You might also hear that they're "too risky." That's another one of Wall Street's scary bedtime stories.
Those Wall Street myths are precisely why I want to talk to you today, to show you how safe and easy options trading can be for regular investors.
The truth is, you can use options to protect an entire portfolio of stocks from excess risk, or generate modest but market-beating income each month.
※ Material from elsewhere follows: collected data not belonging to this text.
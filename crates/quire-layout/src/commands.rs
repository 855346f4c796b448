use quire_common::LayoutPaneId;

use crate::presets::LayoutPreset;

/// User-level actions on the dock, as produced by hotkeys and menus.
#[derive(Debug, Clone, PartialEq)]
pub enum DockCommand {
    FocusNext,
    FocusPrev,
    Focus(LayoutPaneId),
    /// Close the focused pane's tile (it becomes hidden).
    CloseFocused,
    /// Float the focused pane into its own window.
    FloatFocused,
    /// Bring a hidden pane back into the dock.
    Show(LayoutPaneId),
    /// Return every floating pane to the dock.
    DockAll,
    /// Grow (positive) or shrink the focused pane, in percentage points.
    Resize(f64),
    ApplyPreset(LayoutPreset),
}
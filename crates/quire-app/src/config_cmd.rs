//! `quire config write`.

use std::io::Write;
use std::path::Path;

use quire_common::QuireError;
use quire_config::toml_loader::default_config_path;
use quire_config::{save_config_to_path, WorkspaceConfig};

/// Write `config` to `target`, or to the platform config file.
pub fn write(
    config: &WorkspaceConfig,
    target: Option<&Path>,
    out: &mut impl Write,
) -> Result<(), QuireError> {
    let path = match target {
        Some(path) => path.to_path_buf(),
        None => default_config_path()?,
    };
    save_config_to_path(config, &path)?;
    writeln!(out, "wrote {}", path.display())?;
    Ok(())
}
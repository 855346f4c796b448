//! Structural edits: insert, remove, resize.

use quire_common::LayoutPaneId;

use super::types::{MAX_SPLIT_PERCENTAGE, MIN_SPLIT_PERCENTAGE};
use super::{SplitDirection, SplitNode};

/// Make sure `pane` is docked somewhere in `tree`.
///
/// Returns the tree unchanged when the pane is already a leaf. Otherwise
/// the existing tree becomes the `first` child of a new root split and the
/// pane its `second`; the new split runs perpendicular to the old root so
/// repeated insertions do not produce one long strip. The split share is
/// proportional to the pane counts so the newcomer gets a fair slice.
pub fn ensure_pane_in_layout(tree: Option<SplitNode>, pane: LayoutPaneId) -> SplitNode {
    match tree {
        None => SplitNode::leaf(pane),
        Some(tree) if tree.contains_pane(pane) => tree,
        Some(tree) => {
            let direction = match &tree {
                SplitNode::Split { direction, .. } => direction.perpendicular(),
                SplitNode::Leaf(_) => SplitDirection::Row,
            };
            let existing = tree.pane_count() as f64;
            let share = existing / (existing + 1.0) * 100.0;
            SplitNode::split(direction, share, tree, SplitNode::leaf(pane))
        }
    }
}

/// Remove every leaf showing `pane`. The sibling of a removed leaf takes
/// the place of its parent split. Removing the last pane yields `None`.
pub fn remove_pane(tree: SplitNode, pane: LayoutPaneId) -> Option<SplitNode> {
    tree.without_pane(pane)
}

impl SplitNode {
    pub fn without_pane(self, pane: LayoutPaneId) -> Option<SplitNode> {
        match self {
            SplitNode::Leaf(id) if id == pane => None,
            leaf @ SplitNode::Leaf(_) => Some(leaf),
            SplitNode::Split {
                direction,
                split_percentage,
                first,
                second,
            } => match (first.without_pane(pane), second.without_pane(pane)) {
                (Some(first), Some(second)) => Some(SplitNode::Split {
                    direction,
                    split_percentage,
                    first: Box::new(first),
                    second: Box::new(second),
                }),
                (Some(only), None) | (None, Some(only)) => Some(only),
                (None, None) => None,
            },
        }
    }

    /// Adjust the split share at the parent of the given pane.
    /// `delta` (percentage points) grows the pane, clamped to [10, 90].
    /// Returns `true` if the pane was found in a split.
    pub fn adjust_split(&mut self, target: LayoutPaneId, delta: f64) -> bool {
        match self {
            SplitNode::Leaf(_) => false,
            SplitNode::Split {
                split_percentage,
                first,
                second,
                ..
            } => {
                if first.contains_pane(target) && !second.contains_pane(target) {
                    if matches!(first.as_ref(), SplitNode::Leaf(id) if *id == target) {
                        *split_percentage = (*split_percentage + delta)
                            .clamp(MIN_SPLIT_PERCENTAGE, MAX_SPLIT_PERCENTAGE);
                        return true;
                    }
                    return first.adjust_split(target, delta);
                }
                if second.contains_pane(target) && !first.contains_pane(target) {
                    if matches!(second.as_ref(), SplitNode::Leaf(id) if *id == target) {
                        // Growing the second child shrinks the first's share
                        *split_percentage = (*split_percentage - delta)
                            .clamp(MIN_SPLIT_PERCENTAGE, MAX_SPLIT_PERCENTAGE);
                        return true;
                    }
                    return second.adjust_split(target, delta);
                }
                false
            }
        }
    }
}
It's possible to play for big, money-doubling gains, too.
There's an options strategy for every financial goal, in any kind of market.
But one of the coolest things about options is they grant you the Warren Buffett- or Carl Icahn-like ability to control outsized positions in all sorts of companies for as little as a tenth of the share price.
In some trades, like the one I'm going to show you in a moment, you don't even need to own the stock underlying the option. Instead, you "squeeze time for cash" and create a setup for endless profits.
Here's how it works…
"You Have to Be a Buyer Here"
Last week, I showed you an options strategy called the covered call. It's an income play, where you sell the right to buy stock you own at a specified price in the future – you collect the premium for selling the right to buy.
It's a great strategy to consider if you own a relatively inexpensive stock that hasn't moved much in the May to November market doldrums.
A $44 stock like Linear Technology Corp. (Nasdaq: LLTC) is a great example, because it's relatively inexpensive and you likely won't mind parting with 100 of your shares if the stock happens to get called away per terms of the options contract (remember, these kinds of options contracts are always for 100 shares).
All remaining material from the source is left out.